All of this means we need to start taking the app launch and app marketing phases more seriously than before, and even consider them as vectors parallel with the development phase.
This means we should start thinking about how to market the app at the same time as thinking about which features to include, and what problems the app solves.
To ensure the best possible launch, it’s no longer enough to have a single website review the app and post a few hundred words on your startup’s blog.
Instead, a fully fledged campaign will more likely than not be necessary in order to attract the attention of a user group in an oversaturated market.
Of course, there are a few exceptions to this.

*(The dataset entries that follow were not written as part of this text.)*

// 🔁 Interchange Layer - CSV export / import of the whole academic system
//
// One CSV document, no header row, flexible record length. The first field of
// every row names its kind:
//
//   professor,<code>,<name>,<email>,<phone>,<specialty>
//   student,<code>,<name>,<program>,<email>,<phone>
//   subject,<code>,<name>,<credits>,<professor code or empty>
//   grade,<student>,<subject>,<score>,<weight>,<YYYY-MM-DD>,<description>
//
// Lines starting with `#` are comments; the exporter writes one legend line
// per kind. Floats use Rust's shortest round-trip formatting so scores and
// weights survive export -> import bit for bit.
//
// Import is all-or-nothing: rows are parsed and applied to a *staged* copy,
// every reference is checked there, and only a fully valid stage replaces
// the live system.

use crate::entities::{Professor, Record, Student, Subject};
use crate::error::{EntityKind, RecordsError, Result};
use crate::ledger::GradeEntry;
use crate::system::AcademicSystem;
use chrono::NaiveDate;
use csv::{ReaderBuilder, StringRecord, WriterBuilder};
use serde::{Deserialize, Serialize};
use std::collections::HashSet;
use std::fs::{self, File};
use std::io::{self, Write};
use std::path::Path;
use tempfile::NamedTempFile;
use tracing::{info, warn};

/// Canonical date format for grade entries
pub const DATE_FORMAT: &str = "%Y-%m-%d";

const PROFESSOR_TAG: &str = "professor";
const STUDENT_TAG: &str = "student";
const SUBJECT_TAG: &str = "subject";
const GRADE_TAG: &str = "grade";

// ============================================================================
// IMPORT MODE / REPORT
// ============================================================================

#[derive(Debug, Clone, Copy, PartialEq, Eq, Serialize, Deserialize)]
pub enum ImportMode {
    /// Imported data becomes the whole system
    Replace,
    /// Imported entities overwrite same-code records; grades are appended
    Merge,
}

#[derive(Debug, Clone, PartialEq, Eq, Serialize, Deserialize)]
pub struct ImportReport {
    pub mode: ImportMode,
    pub students: usize,
    pub subjects: usize,
    pub professors: usize,
    pub grades: usize,
}

impl ImportReport {
    pub fn message(&self) -> String {
        format!(
            "Imported {} students, {} subjects, {} professors and {} grade entries",
            self.students, self.subjects, self.professors, self.grades
        )
    }
}

// ============================================================================
// EXPORT
// ============================================================================

/// Write the whole system to `path`, replacing it atomically.
pub fn export_all(system: &AcademicSystem, path: &Path) -> Result<()> {
    replace_file(path, |file| write_csv(system, file))?;

    info!(
        path = %path.display(),
        students = system.students().len(),
        subjects = system.subjects().len(),
        professors = system.professors().len(),
        grades = system.grades().len(),
        "exported academic records"
    );
    Ok(())
}

/// The content goes to a sibling temp file that is renamed over `path`, so a
/// failed write leaves the old file intact.
pub(crate) fn replace_file<F>(path: &Path, write: F) -> Result<()>
where
    F: FnOnce(&mut File) -> Result<()>,
{
    let dir = match path.parent() {
        Some(parent) if !parent.as_os_str().is_empty() => parent,
        _ => Path::new("."),
    };
    let mut tmp = NamedTempFile::new_in(dir)?;
    write(tmp.as_file_mut())?;
    tmp.as_file().sync_all()?;
    tmp.persist(path).map_err(|e| e.error)?;
    Ok(())
}

pub fn write_csv<W: Write>(system: &AcademicSystem, mut out: W) -> Result<()> {
    section(&mut out, "# professor,code,name,email,phone,specialty", |wtr| {
        for p in system.professors().iter() {
            wtr.write_record([
                PROFESSOR_TAG,
                p.code.as_str(),
                p.name.as_str(),
                p.email.as_str(),
                p.phone.as_str(),
                p.specialty.as_str(),
            ])?;
        }
        Ok(())
    })?;

    section(&mut out, "# student,code,name,program,email,phone", |wtr| {
        for s in system.students().iter() {
            wtr.write_record([
                STUDENT_TAG,
                s.code.as_str(),
                s.name.as_str(),
                s.program.as_str(),
                s.email.as_str(),
                s.phone.as_str(),
            ])?;
        }
        Ok(())
    })?;

    section(&mut out, "# subject,code,name,credits,professor", |wtr| {
        for s in system.subjects().iter() {
            let credits = s.credits.to_string();
            let professor = s.professor.as_deref().unwrap_or("");
            wtr.write_record([
                SUBJECT_TAG,
                s.code.as_str(),
                s.name.as_str(),
                credits.as_str(),
                professor,
            ])?;
        }
        Ok(())
    })?;

    section(&mut out, "# grade,student,subject,score,weight,date,description", |wtr| {
        for g in system.grades().all() {
            let score = g.score.to_string();
            let weight = g.weight.to_string();
            let date = g.date.format(DATE_FORMAT).to_string();
            wtr.write_record([
                GRADE_TAG,
                g.student.as_str(),
                g.subject.as_str(),
                score.as_str(),
                weight.as_str(),
                date.as_str(),
                g.description.as_str(),
            ])?;
        }
        Ok(())
    })?;

    out.flush()?;
    Ok(())
}

/// One kind's block: a raw `#` legend line (never quoted), then its records
fn section<W, F>(out: &mut W, legend: &str, write_rows: F) -> Result<()>
where
    W: Write,
    F: FnOnce(&mut csv::Writer<&mut W>) -> Result<()>,
{
    out.write_all(legend.as_bytes())?;
    out.write_all(b"\n")?;

    let mut wtr = WriterBuilder::new()
        .has_headers(false)
        .flexible(true)
        .from_writer(out);
    write_rows(&mut wtr)?;
    wtr.flush()?;
    Ok(())
}

// ============================================================================
// IMPORT
// ============================================================================

/// Parsed rows, each tagged with its source line for error reporting
#[derive(Debug, Default)]
struct ParsedRows {
    professors: Vec<(u64, Professor)>,
    students: Vec<(u64, Student)>,
    subjects: Vec<(u64, Subject)>,
    grades: Vec<(u64, GradeEntry)>,
}

/// Import `path` into `system`. On any failure `system` is left untouched and
/// the error names the offending line.
pub fn import_all(system: &mut AcademicSystem, path: &Path, mode: ImportMode) -> Result<ImportReport> {
    let file = fs::File::open(path)?;
    match import_from_reader(system, file, mode) {
        Ok(report) => {
            info!(path = %path.display(), mode = ?mode, "{}", report.message());
            Ok(report)
        }
        Err(err) => {
            warn!(path = %path.display(), error = %err, "import rejected");
            Err(err)
        }
    }
}

pub fn import_from_reader<R: io::Read>(
    system: &mut AcademicSystem,
    reader: R,
    mode: ImportMode,
) -> Result<ImportReport> {
    let rows = parse_rows(reader)?;

    let mut staged = match mode {
        ImportMode::Replace => AcademicSystem::new(),
        ImportMode::Merge => system.clone(),
    };
    let report = apply_rows(&mut staged, rows, mode)?;

    // Stage is fully valid: swap it in
    *system = staged;
    Ok(report)
}

/// Load a data file into a fresh system
pub fn load(path: &Path) -> Result<AcademicSystem> {
    let mut system = AcademicSystem::new();
    import_all(&mut system, path, ImportMode::Replace)?;
    Ok(system)
}

fn parse_rows<R: io::Read>(reader: R) -> Result<ParsedRows> {
    let mut rdr = ReaderBuilder::new()
        .has_headers(false)
        .flexible(true)
        .comment(Some(b'#'))
        .from_reader(reader);

    let mut rows = ParsedRows::default();
    for result in rdr.records() {
        let record = result.map_err(|e| RecordsError::Import {
            line: e.position().map(|p| p.line()).unwrap_or(0),
            reason: e.to_string(),
        })?;
        let line = record.position().map(|p| p.line()).unwrap_or(0);
        let row = Row { record: &record, line };

        match row.field(0)?.trim() {
            "" if record.len() == 1 => continue,
            PROFESSOR_TAG => {
                row.expect_len(6)?;
                rows.professors.push((
                    line,
                    Professor {
                        code: row.field(1)?.to_string(),
                        name: row.field(2)?.to_string(),
                        email: row.field(3)?.to_string(),
                        phone: row.field(4)?.to_string(),
                        specialty: row.field(5)?.to_string(),
                    },
                ));
            }
            STUDENT_TAG => {
                row.expect_len(6)?;
                rows.students.push((
                    line,
                    Student {
                        code: row.field(1)?.to_string(),
                        name: row.field(2)?.to_string(),
                        program: row.field(3)?.to_string(),
                        email: row.field(4)?.to_string(),
                        phone: row.field(5)?.to_string(),
                    },
                ));
            }
            SUBJECT_TAG => {
                row.expect_len(5)?;
                let professor = row.field(4)?;
                rows.subjects.push((
                    line,
                    Subject {
                        code: row.field(1)?.to_string(),
                        name: row.field(2)?.to_string(),
                        credits: row.parse("credits", 3)?,
                        professor: if professor.is_empty() {
                            None
                        } else {
                            Some(professor.to_string())
                        },
                    },
                ));
            }
            GRADE_TAG => {
                row.expect_len(7)?;
                let date = NaiveDate::parse_from_str(row.field(5)?.trim(), DATE_FORMAT)
                    .map_err(|e| row.error(format!("invalid date '{}': {}", row.field(5).unwrap_or(""), e)))?;
                rows.grades.push((
                    line,
                    GradeEntry {
                        student: row.field(1)?.to_string(),
                        subject: row.field(2)?.to_string(),
                        score: row.parse("score", 3)?,
                        weight: row.parse("weight", 4)?,
                        date,
                        description: row.field(6)?.to_string(),
                    },
                ));
            }
            other => return Err(row.error(format!("unknown record kind '{}'", other))),
        }
    }
    Ok(rows)
}

fn apply_rows(staged: &mut AcademicSystem, rows: ParsedRows, mode: ImportMode) -> Result<ImportReport> {
    let report = ImportReport {
        mode,
        students: rows.students.len(),
        subjects: rows.subjects.len(),
        professors: rows.professors.len(),
        grades: rows.grades.len(),
    };

    // Parents first so references may point forward within the file
    let mut seen = HashSet::new();
    for (line, professor) in rows.professors {
        check_unique(&mut seen, &professor, line)?;
        staged.professors_mut().upsert(professor).map_err(|e| at_line(line, e))?;
    }

    seen.clear();
    for (line, student) in rows.students {
        check_unique(&mut seen, &student, line)?;
        staged.students_mut().upsert(student).map_err(|e| at_line(line, e))?;
    }

    seen.clear();
    for (line, subject) in rows.subjects {
        check_unique(&mut seen, &subject, line)?;
        if let Some(professor) = &subject.professor {
            if staged.professor(professor).is_none() {
                return Err(at_line(
                    line,
                    RecordsError::DanglingReference {
                        kind: EntityKind::Professor,
                        code: professor.clone(),
                        referenced_by: format!("subject '{}'", subject.code),
                    },
                ));
            }
        }
        staged.subjects_mut().upsert(subject).map_err(|e| at_line(line, e))?;
    }

    for (line, grade) in rows.grades {
        staged.add_grade(grade).map_err(|e| at_line(line, e))?;
    }

    // Merged-over subjects may have dropped professors other subjects still use;
    // a final sweep keeps the stage honest.
    staged.check_integrity().map_err(|e| at_line(0, e))?;
    Ok(report)
}

fn check_unique<T: Record>(seen: &mut HashSet<String>, record: &T, line: u64) -> Result<()> {
    if !seen.insert(record.code().to_string()) {
        return Err(at_line(
            line,
            RecordsError::DuplicateKey {
                kind: T::KIND,
                code: record.code().to_string(),
            },
        ));
    }
    Ok(())
}

fn at_line(line: u64, err: RecordsError) -> RecordsError {
    RecordsError::Import {
        line,
        reason: err.to_string(),
    }
}

struct Row<'r> {
    record: &'r StringRecord,
    line: u64,
}

impl<'r> Row<'r> {
    fn field(&self, index: usize) -> Result<&'r str> {
        self.record
            .get(index)
            .ok_or_else(|| self.error(format!("missing field {}", index + 1)))
    }

    fn expect_len(&self, len: usize) -> Result<()> {
        if self.record.len() != len {
            return Err(self.error(format!(
                "expected {} fields, found {}",
                len,
                self.record.len()
            )));
        }
        Ok(())
    }

    fn parse<T: std::str::FromStr>(&self, name: &str, index: usize) -> Result<T> {
        let raw = self.field(index)?;
        raw.trim()
            .parse()
            .map_err(|_| self.error(format!("invalid {} '{}'", name, raw)))
    }

    fn error(&self, reason: String) -> RecordsError {
        RecordsError::Import {
            line: self.line,
            reason,
        }
    }
}

// ============================================================================
// TESTS
// ============================================================================
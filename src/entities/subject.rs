// 📚 Subject Entity
//
// The professor reference is always present as a field and nullable, so
// callers never have to probe whether a subject "has" a professor attribute.

use super::{require_code, require_text, Record};
use crate::error::{EntityKind, RecordsError, Result};
use serde::{Deserialize, Serialize};

#[derive(Debug, Clone, PartialEq, Eq, Serialize, Deserialize)]
pub struct Subject {
    pub code: String,
    pub name: String,

    /// Credit count, at least 1
    pub credits: u32,

    /// Code of the assigned professor, if any
    #[serde(default)]
    pub professor: Option<String>,
}

impl Subject {
    pub fn new(code: impl Into<String>, name: impl Into<String>, credits: u32) -> Self {
        Subject {
            code: code.into(),
            name: name.into(),
            credits,
            professor: None,
        }
    }

    pub fn with_professor(mut self, professor: impl Into<String>) -> Self {
        self.professor = Some(professor.into());
        self
    }

    pub fn is_taught_by(&self, professor: &str) -> bool {
        self.professor.as_deref() == Some(professor)
    }
}

impl Record for Subject {
    const KIND: EntityKind = EntityKind::Subject;

    fn code(&self) -> &str {
        &self.code
    }

    fn validate(&self) -> Result<()> {
        require_code(&self.code)?;
        require_text("name", &self.name)?;
        if self.credits == 0 {
            return Err(RecordsError::validation("credits", "must be at least 1"));
        }
        if let Some(professor) = &self.professor {
            require_code(professor)
                .map_err(|_| RecordsError::validation("professor", "empty professor reference"))?;
        }
        Ok(())
    }
}
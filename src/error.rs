// ❗ Error taxonomy for the records core
//
// Duplicate and not-found outcomes are routine user-input results, so every
// registry/ledger operation returns them as values. Nothing in here is fatal.

use serde::Serialize;
use std::fmt;
use thiserror::Error;

// ============================================================================
// ENTITY KIND
// ============================================================================

#[derive(Debug, Clone, Copy, PartialEq, Eq, Hash, Serialize)]
pub enum EntityKind {
    Student,
    Subject,
    Professor,
    GradeEntry,
}

impl EntityKind {
    pub fn as_str(&self) -> &'static str {
        match self {
            EntityKind::Student => "student",
            EntityKind::Subject => "subject",
            EntityKind::Professor => "professor",
            EntityKind::GradeEntry => "grade entry",
        }
    }
}

impl fmt::Display for EntityKind {
    fn fmt(&self, f: &mut fmt::Formatter<'_>) -> fmt::Result {
        f.write_str(self.as_str())
    }
}

// ============================================================================
// ERROR KIND (coarse taxonomy surfaced to callers)
// ============================================================================

#[derive(Debug, Clone, Copy, PartialEq, Eq, Serialize)]
pub enum ErrorKind {
    DuplicateKey,
    NotFound,
    DanglingReference,
    Validation,
    IoFailure,
}

// ============================================================================
// RECORDS ERROR
// ============================================================================

#[derive(Error, Debug)]
pub enum RecordsError {
    #[error("{kind} code '{code}' already exists")]
    DuplicateKey { kind: EntityKind, code: String },

    #[error("{kind} '{code}' not found")]
    NotFound { kind: EntityKind, code: String },

    #[error("grade position {position} out of range (ledger holds {len} entries)")]
    PositionOutOfRange { position: usize, len: usize },

    #[error("{referenced_by} references unknown {kind} code '{code}'")]
    DanglingReference {
        kind: EntityKind,
        code: String,
        referenced_by: String,
    },

    /// Professor still assigned to subjects; deletion is refused.
    #[error("professor '{code}' is still assigned to {subjects} subject(s)")]
    InUse { code: String, subjects: usize },

    #[error("invalid {field}: {reason}")]
    Validation { field: &'static str, reason: String },

    #[error("import rejected at line {line}: {reason}")]
    Import { line: u64, reason: String },

    #[error("I/O error: {0}")]
    Io(#[from] std::io::Error),

    #[error("CSV error: {0}")]
    Csv(#[from] csv::Error),
}

impl RecordsError {
    pub fn validation(field: &'static str, reason: impl Into<String>) -> Self {
        RecordsError::Validation {
            field,
            reason: reason.into(),
        }
    }

    pub fn kind(&self) -> ErrorKind {
        match self {
            RecordsError::DuplicateKey { .. } => ErrorKind::DuplicateKey,
            RecordsError::NotFound { .. } | RecordsError::PositionOutOfRange { .. } => {
                ErrorKind::NotFound
            }
            RecordsError::DanglingReference { .. } | RecordsError::InUse { .. } => {
                ErrorKind::DanglingReference
            }
            RecordsError::Validation { .. } | RecordsError::Import { .. } => {
                ErrorKind::Validation
            }
            RecordsError::Io(_) | RecordsError::Csv(_) => ErrorKind::IoFailure,
        }
    }
}

pub type Result<T> = std::result::Result<T, RecordsError>;

// ============================================================================
// TESTS
// ============================================================================
// ⚙️ Configuration - JSON settings with built-in defaults
//
// Every field is optional in the file; missing fields take the defaults below.
// Command-line flags override whatever is loaded here.

use crate::analytics::REFERENCE_RISK_THRESHOLD;
use anyhow::{bail, Context, Result};
use serde::{Deserialize, Serialize};
use std::fs;
use std::path::{Path, PathBuf};
use tracing::debug;

pub const DEFAULT_DATA_FILE: &str = "academic_records.csv";
pub const DEFAULT_REPORT_TOP_N: usize = 10;

#[derive(Debug, Clone, PartialEq, Serialize, Deserialize)]
#[serde(default)]
pub struct Config {
    /// Averages strictly below this count as at risk
    pub risk_threshold: f64,

    /// Interchange file the CLI loads and saves
    pub data_file: PathBuf,

    /// How many ranked students the text report shows
    pub report_top_n: usize,
}

impl Config {
    pub fn new() -> Self {
        Config {
            risk_threshold: REFERENCE_RISK_THRESHOLD,
            data_file: PathBuf::from(DEFAULT_DATA_FILE),
            report_top_n: DEFAULT_REPORT_TOP_N,
        }
    }

    /// Load config from JSON file
    pub fn from_file<P: AsRef<Path>>(path: P) -> Result<Self> {
        let content = fs::read_to_string(path.as_ref())
            .with_context(|| format!("Failed to read config file: {:?}", path.as_ref()))?;

        let config: Config =
            serde_json::from_str(&content).context("Failed to parse config JSON")?;
        config.validate()?;

        debug!(path = ?path.as_ref(), "config loaded");
        Ok(config)
    }

    /// Defaults when no path is given, otherwise the file (which must exist)
    pub fn load(path: Option<&Path>) -> Result<Self> {
        match path {
            Some(path) => Self::from_file(path),
            None => Ok(Self::new()),
        }
    }

    pub fn validate(&self) -> Result<()> {
        if !self.risk_threshold.is_finite() {
            bail!("risk_threshold must be a finite number");
        }
        if self.data_file.as_os_str().is_empty() {
            bail!("data_file must not be empty");
        }
        Ok(())
    }
}

impl Default for Config {
    fn default() -> Self {
        Self::new()
    }
}

// ============================================================================
// TESTS
// ============================================================================

#[cfg(test)]
mod tests {
    use super::*;
    use std::io::Write;

    #[test]
    fn test_defaults() {
        let config = Config::load(None).unwrap();
        assert_eq!(config.risk_threshold, 3.0);
        assert_eq!(config.data_file, PathBuf::from("academic_records.csv"));
        assert_eq!(config.report_top_n, 10);
    }

    #[test]
    fn test_partial_file_keeps_other_defaults() {
        let mut file = tempfile::NamedTempFile::new().unwrap();
        write!(file, r#"{{"risk_threshold": 3.5}}"#).unwrap();

        let config = Config::from_file(file.path()).unwrap();

        assert_eq!(config.risk_threshold, 3.5);
        assert_eq!(config.report_top_n, 10);
    }

    #[test]
    fn test_missing_file_is_an_error() {
        let err = Config::load(Some(Path::new("/no/such/config.json"))).unwrap_err();
        assert!(err.to_string().contains("Failed to read config file"));
    }

    #[test]
    fn test_malformed_json_is_an_error() {
        let mut file = tempfile::NamedTempFile::new().unwrap();
        write!(file, "{{ not json").unwrap();

        let err = Config::from_file(file.path()).unwrap_err();
        assert!(err.to_string().contains("Failed to parse config JSON"));
    }
}
// Academic Records - Core Library
// Exposes the records core for the CLI, the dashboard and tests

pub mod analytics;
pub mod config;
pub mod entities;
pub mod error;
pub mod interchange;
pub mod ledger;
pub mod report;
pub mod system;

// Re-export commonly used types
pub use analytics::{
    AnalyticsEngine, GradeDistribution, HistogramBin, MonthlyAverage, PerformanceBand,
    ProfessorLoad, ProgramAverage, Standing, StudentReport, SubjectReport, SubjectStatus,
    SystemSummary, REFERENCE_RISK_THRESHOLD,
};
pub use config::Config;
pub use entities::{Professor, Record, Registry, Student, Subject};
pub use error::{EntityKind, ErrorKind, RecordsError, Result};
pub use interchange::{export_all, import_all, ImportMode, ImportReport};
pub use ledger::{GradeEntry, GradeLedger, MAX_SCORE, MAX_WEIGHT, MIN_SCORE};
pub use report::{render_report, write_report};
pub use system::{AcademicSystem, Removal};

/// Library version
pub const VERSION: &str = env!("CARGO_PKG_VERSION");
use axum::{
    http::StatusCode,
    response::{IntoResponse, Response},
};
use serde::Serialize;
use thiserror::Error;

use crate::response::{ApiResponse, Meta};

#[derive(Debug, Error)]
pub enum AppError {
    #[error("Not Found")]
    NotFound,

    #[error("Bad Request {0}")]
    BadRequest(String),

    #[error("Unauthorized")]
    Unauthorized,

    #[error("Invalid credentials")]
    InvalidCredentials,

    #[error("Forbidden")]
    Forbidden,

    #[error("Conflict {0}")]
    Conflict(String),

    #[error("Database error")]
    DbError(#[from] sqlx::Error),

    #[error("ORM error")]
    OrmError(#[from] sea_orm::DbErr),

    #[error("Internal Server Error")]
    Internal(#[from] anyhow::Error),
}

impl AppError {
    pub fn status(&self) -> StatusCode {
        match self {
            AppError::NotFound => StatusCode::NOT_FOUND,
            AppError::BadRequest(_) => StatusCode::BAD_REQUEST,
            AppError::Unauthorized | AppError::InvalidCredentials => StatusCode::UNAUTHORIZED,
            AppError::Forbidden => StatusCode::FORBIDDEN,
            AppError::Conflict(_) => StatusCode::CONFLICT,
            AppError::DbError(_) | AppError::OrmError(_) | AppError::Internal(_) => {
                StatusCode::INTERNAL_SERVER_ERROR
            }
        }
    }
}

#[derive(Serialize)]
struct ErrorData {
    error: String,
}

impl IntoResponse for AppError {
    fn into_response(self) -> Response {
        let status = self.status();
        if status.is_server_error() {
            match &self {
                AppError::DbError(err) => tracing::error!(error = %err, "database error"),
                AppError::OrmError(err) => tracing::error!(error = %err, "orm error"),
                AppError::Internal(err) => tracing::error!(error = %err, "internal error"),
                _ => {}
            }
        }

        let body = ApiResponse {
            message: self.to_string(),
            data: Some(ErrorData {
                error: self.to_string(),
            }),
            meta: Some(Meta::empty()),
        };

        (status, axum::Json(body)).into_response()
    }
}

pub type AppResult<T> = Result<T, AppError>;

#[cfg(test)]
mod tests {
    use super::*;

    #[test]
    fn statuses_follow_the_variant() {
        assert_eq!(AppError::InvalidCredentials.status(), StatusCode::UNAUTHORIZED);
        assert_eq!(AppError::Forbidden.status(), StatusCode::FORBIDDEN);
        assert_eq!(
            AppError::Conflict("Email already in use".into()).status(),
            StatusCode::CONFLICT
        );
        assert_eq!(
            AppError::Internal(anyhow::anyhow!("boom")).status(),
            StatusCode::INTERNAL_SERVER_ERROR
        );
    }

    #[test]
    fn login_failures_read_as_invalid_credentials() {
        let response = AppError::InvalidCredentials.into_response();
        assert_eq!(response.status(), StatusCode::UNAUTHORIZED);
        assert_eq!(AppError::InvalidCredentials.to_string(), "Invalid credentials");
    }
}
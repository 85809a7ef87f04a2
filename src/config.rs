use std::env;

const DEV_JWT_SECRET: &str = "dev-only-secret";

#[derive(Debug, Clone)]
pub struct AppConfig {
    pub database_url: String,
    pub host: String,
    pub port: u16,
    pub jwt_secret: String,
    pub token_ttl_hours: i64,
    pub cookie_secure: bool,
    pub allowed_origin: String,
    pub upload_dir: String,
    pub public_base: String,
    pub max_upload_bytes: usize,
}

impl AppConfig {
    pub fn from_env() -> anyhow::Result<Self> {
        let database_url = env::var("DATABASE_URL")?;
        let host = env::var("APP_HOST").unwrap_or_else(|_| "127.0.0.1".to_string());
        let port = parse_var("APP_PORT", 4000);
        let jwt_secret = env::var("JWT_SECRET").unwrap_or_else(|_| {
            tracing::warn!("JWT_SECRET not set, falling back to the development secret");
            DEV_JWT_SECRET.to_string()
        });
        let public_base =
            env::var("PUBLIC_BASE").unwrap_or_else(|_| format!("http://localhost:{port}"));

        Ok(Self {
            database_url,
            host,
            port,
            jwt_secret,
            token_ttl_hours: parse_var("TOKEN_TTL_HOURS", 24 * 7),
            cookie_secure: parse_var("COOKIE_SECURE", false),
            allowed_origin: env::var("ALLOWED_ORIGIN")
                .unwrap_or_else(|_| "http://localhost:3000".to_string()),
            upload_dir: env::var("UPLOAD_DIR").unwrap_or_else(|_| "uploads".to_string()),
            public_base: public_base.trim_end_matches('/').to_string(),
            max_upload_bytes: parse_var("MAX_UPLOAD_BYTES", 10 * 1024 * 1024),
        })
    }

    /// Settings for tests and tools that never bind a listener.
    pub fn for_tests(database_url: impl Into<String>) -> Self {
        Self {
            database_url: database_url.into(),
            host: "127.0.0.1".to_string(),
            port: 4000,
            jwt_secret: "test-secret".to_string(),
            token_ttl_hours: 1,
            cookie_secure: false,
            allowed_origin: "http://localhost:3000".to_string(),
            upload_dir: std::env::temp_dir()
                .join("housing-market-uploads")
                .to_string_lossy()
                .into_owned(),
            public_base: "http://localhost:4000".to_string(),
            max_upload_bytes: 1024 * 1024,
        }
    }
}

fn parse_var<T: std::str::FromStr>(key: &str, default: T) -> T {
    match env::var(key) {
        Ok(raw) => raw.parse::<T>().unwrap_or_else(|_| {
            tracing::warn!("invalid value for {key}, using default");
            default
        }),
        Err(_) => default,
    }
}
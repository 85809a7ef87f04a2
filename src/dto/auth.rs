use serde::{Deserialize, Serialize};
use utoipa::ToSchema;

use crate::models::{Role, User};

#[derive(Deserialize, Debug, ToSchema)]
pub struct SignupRequest {
    pub email: String,
    pub password: String,
    pub name: Option<String>,
    /// Defaults to BUYER
    pub role: Option<Role>,
    pub phone: Option<String>,
}

#[derive(Deserialize, Debug, ToSchema)]
pub struct LoginRequest {
    pub email: String,
    pub password: String,
}

#[derive(Debug, Serialize, ToSchema)]
pub struct SignupResponse {
    pub user: User,
    /// Signup never opens a session.
    pub requires_login: bool,
}

#[derive(Debug, Serialize, ToSchema)]
pub struct LoginResponse {
    pub user: User,
    pub token: String,
}

#[derive(Debug, Serialize, ToSchema)]
pub struct LogoutResponse {
    pub ok: bool,
}

#[derive(Debug, Clone, Deserialize, Serialize, ToSchema)]
pub struct Claims {
    pub sub: String,
    pub email: String,
    pub role: String,
    pub exp: usize,
}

Imagine if Facebook did not already have a mobile app, and decided to enter the market for the first time.
Surely they would make good use of their existing millions if not billions of visitors and redirect them to the app download pages and so forth; but for the rest of us mortals out there, what can we do.
Fortunately marketers and aspiring app owners & developers out there won’t have to start from ground zero. There are many similarities between starting a website, business or other venture that we can learn from and adapt to our mobile app needs.
On the other hand, there are several unique challenges and opportunities available only on mobile phones and tablets, and depending on how these are handled, success will either be attained, or forever dreamed of.
There are several household names being thrown around in the more common app marketing strategy type blog posts out there, namely AirBnB and how they made use of Craigslist to “growth hack” their way into fame.
Don’t get fooled by these unicorns in disguise. Old fashioned hard work and honest labor will get you further than any of these so-called growth hacks, unless you come up with something truly genuine and new.
Okay, so you’re convinced that you need to consider how to market your app, and how to align development and features with your overall strategy, so let’s talk just that, strategy.
Mobile marketing strategy
Before we dive into practicalities, let’s briefly touch on what exactly we’re hoping to gain from the strategy in terms of goals, and what the difference between strategy and tactics is.
For the sake of argument, let’s say our goal is to make our app world-famous and generating a revenue. That means our strategy will have to fulfill these goals in order to be successful.
The strategy is a plan on how to achieve our goals, and we use tactics to fulfill the strategy. These tactics are the different techniques we use in order to achieve our overall strategy.
In order to attract as many eyes as possible to our mobile application, whether it’s a game, life enhancing productivity app or something else entirely, we will develop a strategy focusing on pulling traffic.
So which traffic tactics do we have at our disposal?
- Guest posts
- Blog posts
- Social content
- Paid advertising
- Search engines
- Referring websites
- App store optimization
- Help a reporter out
- Network with influencers
These tactics are just some of the more popular ones out there in the digital marketer’s toolbox.
Some of these suggestions are not specifically designed to attract visitors, but if done right, every single item on this list can send more than 1000 visitors a day.
Just like visitors browsing on Amazon use the customer reviews to inform themselves about their potential purchases, so will some people read reviews of the app in question before downloading it.
Others might not even know about your app but read a review of it and become interested, and then there’s the added benefit of SEO boosting if you get a backlink as well.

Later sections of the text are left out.